Requirement: Comb the records below for the string "execute" and copy each line where it turns up.
== The records ==
use twofold_core::{
    EmailClient, PendingOtp, TotpEngine, TotpEngineError, TwoFactorMethod, TwoFactorStore,
    TwoFactorStoreError, User,
};

/// An OTP minted mid-login is expected to be entered immediately, so it gets
/// a much tighter window than a deliberate resend.
const LOGIN_RETRY_OTP_TTL_SECONDS: i64 = 30;

/// Error types for the login-time code verification use case
#[derive(Debug, thiserror::Error)]
pub enum VerifyLoginCodeError {
    #[error("Two-factor authentication is not enabled")]
    NotEnabled,
    /// Soft outcome: no usable email OTP existed, so one was just sent.
    /// The caller should prompt for the fresh code, not treat this as a
    /// failed attempt.
    #[error("A new code has been sent to your email")]
    OtpJustSent,
    #[error("Invalid code")]
    InvalidCode,
    #[error("Two-factor store error: {0}")]
    TwoFactorStoreError(TwoFactorStoreError),
    #[error("TOTP engine error: {0}")]
    TotpEngineError(#[from] TotpEngineError),
    #[error("Failed to send email: {0}")]
    EmailError(String),
}

impl From<TwoFactorStoreError> for VerifyLoginCodeError {
    fn from(error: TwoFactorStoreError) -> Self {
        match error {
            TwoFactorStoreError::RecordNotFound => VerifyLoginCodeError::NotEnabled,
            other => VerifyLoginCodeError::TwoFactorStoreError(other),
        }
    }
}

/// Verify-login-code use case - the second half of a 2FA-gated login.
///
/// The caller has already verified the pending token and resolved its
/// subject; this use case only judges the submitted code against the user's
/// enabled record.
pub struct VerifyLoginCodeUseCase<T, E, G>
where
    T: TwoFactorStore,
    E: EmailClient,
    G: TotpEngine,
{
    two_factor_store: T,
    email_client: E,
    totp_engine: G,
}

impl<T, E, G> VerifyLoginCodeUseCase<T, E, G>
where
    T: TwoFactorStore,
    E: EmailClient,
    G: TotpEngine,
{
    pub fn new(two_factor_store: T, email_client: E, totp_engine: G) -> Self {
        Self {
            two_factor_store,
            email_client,
            totp_engine,
        }
    }

    #[tracing::instrument(name = "VerifyLoginCodeUseCase::execute", skip(self, code))]
    pub async fn execute(&self, user: &User, code: &str) -> Result<(), VerifyLoginCodeError> {
        let record = self.two_factor_store.get(user.id()).await?;

        if !record.is_enabled() {
            return Err(VerifyLoginCodeError::NotEnabled);
        }

        match record.method() {
            TwoFactorMethod::Totp => {
                let secret = record.totp_secret().ok_or(VerifyLoginCodeError::NotEnabled)?;
                if self.totp_engine.verify(secret, code)? {
                    return Ok(());
                }
                // Fall back to the one-shot backup codes; consumption is
                // atomic so the same code cannot authenticate twice.
                if self
                    .two_factor_store
                    .consume_backup_code(user.id(), code)
                    .await?
                {
                    return Ok(());
                }
                Err(VerifyLoginCodeError::InvalidCode)
            }
            TwoFactorMethod::Email => {
                let usable = record.pending_otp().filter(|otp| !otp.is_expired());

                let Some(pending) = usable else {
                    return Err(self.dispatch_fresh_otp(user).await);
                };

                if !pending.code().matches(code) {
                    return Err(VerifyLoginCodeError::InvalidCode);
                }

                self.two_factor_store.clear_pending_otp(user.id()).await?;
                Ok(())
            }
        }
    }

    /// No valid OTP was on file, so mint one with the short login window and
    /// report the soft `OtpJustSent` outcome (or a hard error if either step
    /// fails).
    async fn dispatch_fresh_otp(&self, user: &User) -> VerifyLoginCodeError {
        let otp = PendingOtp::issue(LOGIN_RETRY_OTP_TTL_SECONDS);
        let code = otp.code().clone();

        if let Err(e) = self.two_factor_store.set_pending_otp(user.id(), otp).await {
            return e.into();
        }

        match self
            .email_client
            .send_email(user.email(), "Your verification code", code.as_str())
            .await
        {
            Ok(()) => VerifyLoginCodeError::OtpJustSent,
            Err(e) => VerifyLoginCodeError::EmailError(e),
        }
    }
}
===
Solution:
    #[tracing::instrument(name = "VerifyLoginCodeUseCase::execute", skip(self, code))]
    pub async fn execute(&self, user: &User, code: &str) -> Result<(), VerifyLoginCodeError> {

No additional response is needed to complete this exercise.